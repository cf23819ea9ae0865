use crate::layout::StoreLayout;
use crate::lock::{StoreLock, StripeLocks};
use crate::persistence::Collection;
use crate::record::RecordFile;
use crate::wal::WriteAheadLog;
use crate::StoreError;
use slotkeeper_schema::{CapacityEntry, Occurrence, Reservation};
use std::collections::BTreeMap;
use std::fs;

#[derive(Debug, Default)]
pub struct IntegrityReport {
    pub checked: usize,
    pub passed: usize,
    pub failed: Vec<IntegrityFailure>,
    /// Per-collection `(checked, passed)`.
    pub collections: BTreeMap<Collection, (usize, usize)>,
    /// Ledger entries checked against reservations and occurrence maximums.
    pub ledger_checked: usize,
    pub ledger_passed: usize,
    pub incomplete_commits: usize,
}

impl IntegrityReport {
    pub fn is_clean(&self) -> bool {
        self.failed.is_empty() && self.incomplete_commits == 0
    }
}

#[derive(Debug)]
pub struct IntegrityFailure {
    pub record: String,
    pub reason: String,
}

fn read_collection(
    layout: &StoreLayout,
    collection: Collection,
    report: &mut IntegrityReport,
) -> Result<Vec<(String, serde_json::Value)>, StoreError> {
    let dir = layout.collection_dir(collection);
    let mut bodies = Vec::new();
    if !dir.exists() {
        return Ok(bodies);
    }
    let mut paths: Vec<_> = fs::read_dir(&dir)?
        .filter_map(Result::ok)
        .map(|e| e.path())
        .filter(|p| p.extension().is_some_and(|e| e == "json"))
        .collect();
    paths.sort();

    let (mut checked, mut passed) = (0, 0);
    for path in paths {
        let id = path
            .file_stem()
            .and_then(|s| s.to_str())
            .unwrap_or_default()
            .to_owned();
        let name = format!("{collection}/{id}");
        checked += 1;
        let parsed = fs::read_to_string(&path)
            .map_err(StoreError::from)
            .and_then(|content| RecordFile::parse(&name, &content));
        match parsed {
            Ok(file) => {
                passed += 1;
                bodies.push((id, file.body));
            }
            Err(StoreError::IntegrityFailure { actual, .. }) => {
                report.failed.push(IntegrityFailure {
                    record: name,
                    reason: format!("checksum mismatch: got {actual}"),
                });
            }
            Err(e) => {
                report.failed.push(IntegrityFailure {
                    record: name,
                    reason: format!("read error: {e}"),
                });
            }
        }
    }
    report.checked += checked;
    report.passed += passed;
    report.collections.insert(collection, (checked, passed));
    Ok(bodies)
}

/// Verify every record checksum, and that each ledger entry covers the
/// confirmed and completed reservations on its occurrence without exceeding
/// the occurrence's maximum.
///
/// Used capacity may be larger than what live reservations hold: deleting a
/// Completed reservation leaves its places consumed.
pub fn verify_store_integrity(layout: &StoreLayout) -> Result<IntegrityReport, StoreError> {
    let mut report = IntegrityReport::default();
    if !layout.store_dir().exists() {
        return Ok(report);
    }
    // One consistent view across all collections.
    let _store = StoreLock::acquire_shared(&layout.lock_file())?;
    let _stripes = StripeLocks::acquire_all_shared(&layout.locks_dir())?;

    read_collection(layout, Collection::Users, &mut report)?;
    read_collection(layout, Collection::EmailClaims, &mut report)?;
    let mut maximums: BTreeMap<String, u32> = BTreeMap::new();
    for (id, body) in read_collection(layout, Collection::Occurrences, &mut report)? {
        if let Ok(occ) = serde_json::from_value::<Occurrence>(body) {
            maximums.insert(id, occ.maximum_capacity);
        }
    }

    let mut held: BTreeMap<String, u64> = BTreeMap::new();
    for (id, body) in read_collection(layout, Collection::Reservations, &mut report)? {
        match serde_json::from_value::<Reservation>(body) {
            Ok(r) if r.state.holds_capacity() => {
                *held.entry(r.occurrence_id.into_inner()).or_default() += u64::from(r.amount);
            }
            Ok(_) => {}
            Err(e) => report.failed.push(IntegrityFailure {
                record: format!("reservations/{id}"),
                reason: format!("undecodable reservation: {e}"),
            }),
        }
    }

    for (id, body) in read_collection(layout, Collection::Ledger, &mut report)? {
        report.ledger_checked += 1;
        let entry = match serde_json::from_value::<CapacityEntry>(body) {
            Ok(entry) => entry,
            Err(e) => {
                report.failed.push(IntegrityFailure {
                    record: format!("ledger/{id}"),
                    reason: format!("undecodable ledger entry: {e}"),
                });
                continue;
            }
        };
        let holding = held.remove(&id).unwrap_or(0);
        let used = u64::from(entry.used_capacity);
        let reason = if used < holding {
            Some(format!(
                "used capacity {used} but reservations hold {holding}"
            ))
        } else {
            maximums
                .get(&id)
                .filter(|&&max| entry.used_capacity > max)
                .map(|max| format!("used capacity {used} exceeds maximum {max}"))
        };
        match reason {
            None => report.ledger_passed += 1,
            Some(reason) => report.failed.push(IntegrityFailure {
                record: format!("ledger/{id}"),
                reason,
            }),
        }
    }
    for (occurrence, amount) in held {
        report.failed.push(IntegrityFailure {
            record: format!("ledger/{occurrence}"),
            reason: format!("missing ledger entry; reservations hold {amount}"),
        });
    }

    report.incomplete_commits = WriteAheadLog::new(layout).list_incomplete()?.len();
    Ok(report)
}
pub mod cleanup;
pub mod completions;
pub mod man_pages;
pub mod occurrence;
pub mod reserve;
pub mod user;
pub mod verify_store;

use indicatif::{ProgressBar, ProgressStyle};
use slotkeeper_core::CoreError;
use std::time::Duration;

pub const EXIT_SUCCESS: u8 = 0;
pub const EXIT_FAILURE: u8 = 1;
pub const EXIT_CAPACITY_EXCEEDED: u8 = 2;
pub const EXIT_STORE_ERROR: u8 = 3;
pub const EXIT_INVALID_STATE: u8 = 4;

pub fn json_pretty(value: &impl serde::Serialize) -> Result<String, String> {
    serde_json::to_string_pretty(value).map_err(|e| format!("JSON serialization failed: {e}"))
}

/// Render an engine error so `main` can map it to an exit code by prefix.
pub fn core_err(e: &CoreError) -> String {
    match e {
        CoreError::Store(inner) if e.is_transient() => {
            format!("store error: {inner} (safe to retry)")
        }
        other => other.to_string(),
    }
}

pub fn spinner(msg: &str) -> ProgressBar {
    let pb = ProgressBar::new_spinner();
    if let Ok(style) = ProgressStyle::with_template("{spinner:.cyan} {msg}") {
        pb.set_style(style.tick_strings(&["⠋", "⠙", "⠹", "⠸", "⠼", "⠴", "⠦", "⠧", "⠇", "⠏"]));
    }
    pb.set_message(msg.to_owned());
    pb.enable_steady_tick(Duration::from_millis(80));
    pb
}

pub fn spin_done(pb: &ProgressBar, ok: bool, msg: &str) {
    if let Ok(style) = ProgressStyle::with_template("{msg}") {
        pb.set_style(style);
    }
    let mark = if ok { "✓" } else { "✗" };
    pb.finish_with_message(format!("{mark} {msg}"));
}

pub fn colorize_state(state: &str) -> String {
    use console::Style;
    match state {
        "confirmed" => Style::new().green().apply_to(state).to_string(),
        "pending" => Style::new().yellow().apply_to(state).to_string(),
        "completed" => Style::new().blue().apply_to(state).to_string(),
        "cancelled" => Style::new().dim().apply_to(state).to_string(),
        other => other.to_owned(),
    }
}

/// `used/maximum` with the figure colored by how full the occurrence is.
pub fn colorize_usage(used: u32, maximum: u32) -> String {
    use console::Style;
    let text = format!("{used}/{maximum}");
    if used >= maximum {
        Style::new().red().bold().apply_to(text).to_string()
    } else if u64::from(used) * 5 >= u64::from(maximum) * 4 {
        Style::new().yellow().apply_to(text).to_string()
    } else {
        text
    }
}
—————
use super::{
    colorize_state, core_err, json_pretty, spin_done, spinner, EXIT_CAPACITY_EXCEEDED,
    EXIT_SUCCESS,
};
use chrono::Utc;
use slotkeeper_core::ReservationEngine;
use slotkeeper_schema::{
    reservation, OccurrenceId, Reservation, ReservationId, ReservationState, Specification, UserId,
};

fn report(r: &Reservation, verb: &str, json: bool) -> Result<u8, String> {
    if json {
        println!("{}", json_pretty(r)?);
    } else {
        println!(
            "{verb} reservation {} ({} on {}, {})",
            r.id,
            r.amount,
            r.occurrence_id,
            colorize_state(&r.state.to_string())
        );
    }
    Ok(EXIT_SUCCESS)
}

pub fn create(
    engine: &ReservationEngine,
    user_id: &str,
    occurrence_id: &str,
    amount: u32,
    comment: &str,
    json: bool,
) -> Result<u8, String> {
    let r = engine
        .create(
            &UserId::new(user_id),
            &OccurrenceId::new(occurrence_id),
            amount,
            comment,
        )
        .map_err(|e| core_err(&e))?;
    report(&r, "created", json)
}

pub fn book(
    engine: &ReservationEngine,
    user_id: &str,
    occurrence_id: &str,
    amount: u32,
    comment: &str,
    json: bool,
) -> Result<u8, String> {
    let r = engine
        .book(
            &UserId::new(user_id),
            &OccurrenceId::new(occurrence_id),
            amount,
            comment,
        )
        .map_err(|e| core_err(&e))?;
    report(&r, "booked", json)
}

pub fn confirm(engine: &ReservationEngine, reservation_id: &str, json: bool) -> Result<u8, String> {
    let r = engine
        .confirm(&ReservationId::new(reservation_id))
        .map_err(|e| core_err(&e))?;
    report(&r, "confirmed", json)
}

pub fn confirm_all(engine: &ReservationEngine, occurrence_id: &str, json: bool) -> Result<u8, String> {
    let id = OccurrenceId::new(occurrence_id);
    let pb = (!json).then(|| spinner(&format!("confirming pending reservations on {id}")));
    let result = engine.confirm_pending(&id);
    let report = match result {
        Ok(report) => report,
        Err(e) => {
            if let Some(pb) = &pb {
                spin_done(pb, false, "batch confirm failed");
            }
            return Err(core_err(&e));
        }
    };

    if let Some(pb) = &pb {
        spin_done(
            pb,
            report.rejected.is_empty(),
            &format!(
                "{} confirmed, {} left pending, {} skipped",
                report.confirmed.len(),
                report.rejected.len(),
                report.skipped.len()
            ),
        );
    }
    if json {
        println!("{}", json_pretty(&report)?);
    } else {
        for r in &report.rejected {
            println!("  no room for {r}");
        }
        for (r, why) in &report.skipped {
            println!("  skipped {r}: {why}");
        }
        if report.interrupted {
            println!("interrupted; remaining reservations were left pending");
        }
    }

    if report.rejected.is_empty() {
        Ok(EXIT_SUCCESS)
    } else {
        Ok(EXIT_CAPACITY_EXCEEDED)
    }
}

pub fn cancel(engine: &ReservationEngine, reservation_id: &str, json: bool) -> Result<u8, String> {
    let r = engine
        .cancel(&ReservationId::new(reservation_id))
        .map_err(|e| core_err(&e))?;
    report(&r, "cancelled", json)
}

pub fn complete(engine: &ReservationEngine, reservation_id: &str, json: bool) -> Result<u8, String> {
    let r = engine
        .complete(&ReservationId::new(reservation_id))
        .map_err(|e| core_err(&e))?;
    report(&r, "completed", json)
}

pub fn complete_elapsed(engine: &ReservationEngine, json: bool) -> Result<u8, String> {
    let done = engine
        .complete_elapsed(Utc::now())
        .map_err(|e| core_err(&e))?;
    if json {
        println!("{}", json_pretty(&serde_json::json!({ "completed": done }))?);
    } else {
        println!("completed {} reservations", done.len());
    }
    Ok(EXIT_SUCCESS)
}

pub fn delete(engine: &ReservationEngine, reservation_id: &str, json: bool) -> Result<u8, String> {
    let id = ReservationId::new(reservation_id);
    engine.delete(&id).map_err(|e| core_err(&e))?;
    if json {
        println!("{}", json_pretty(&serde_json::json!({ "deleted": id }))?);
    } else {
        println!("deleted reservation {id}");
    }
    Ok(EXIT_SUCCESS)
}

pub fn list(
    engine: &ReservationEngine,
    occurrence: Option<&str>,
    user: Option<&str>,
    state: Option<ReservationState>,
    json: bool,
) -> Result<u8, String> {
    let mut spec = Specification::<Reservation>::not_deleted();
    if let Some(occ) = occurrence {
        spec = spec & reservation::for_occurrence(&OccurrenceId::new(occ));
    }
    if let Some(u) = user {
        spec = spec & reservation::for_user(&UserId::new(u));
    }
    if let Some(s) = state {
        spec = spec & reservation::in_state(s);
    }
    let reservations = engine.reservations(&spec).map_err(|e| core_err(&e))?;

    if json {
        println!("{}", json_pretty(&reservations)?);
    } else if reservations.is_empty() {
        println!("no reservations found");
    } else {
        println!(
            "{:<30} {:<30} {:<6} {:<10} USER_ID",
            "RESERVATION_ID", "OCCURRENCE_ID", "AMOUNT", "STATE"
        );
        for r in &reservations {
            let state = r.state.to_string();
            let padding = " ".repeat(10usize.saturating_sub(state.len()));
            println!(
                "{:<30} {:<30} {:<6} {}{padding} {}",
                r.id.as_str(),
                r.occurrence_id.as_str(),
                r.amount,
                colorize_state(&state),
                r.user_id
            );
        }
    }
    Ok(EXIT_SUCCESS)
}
—————
_Task instructions_: Tally the lines in the records above that hold the word "checksum", and give only that number.

_Reply to the exercise_: 2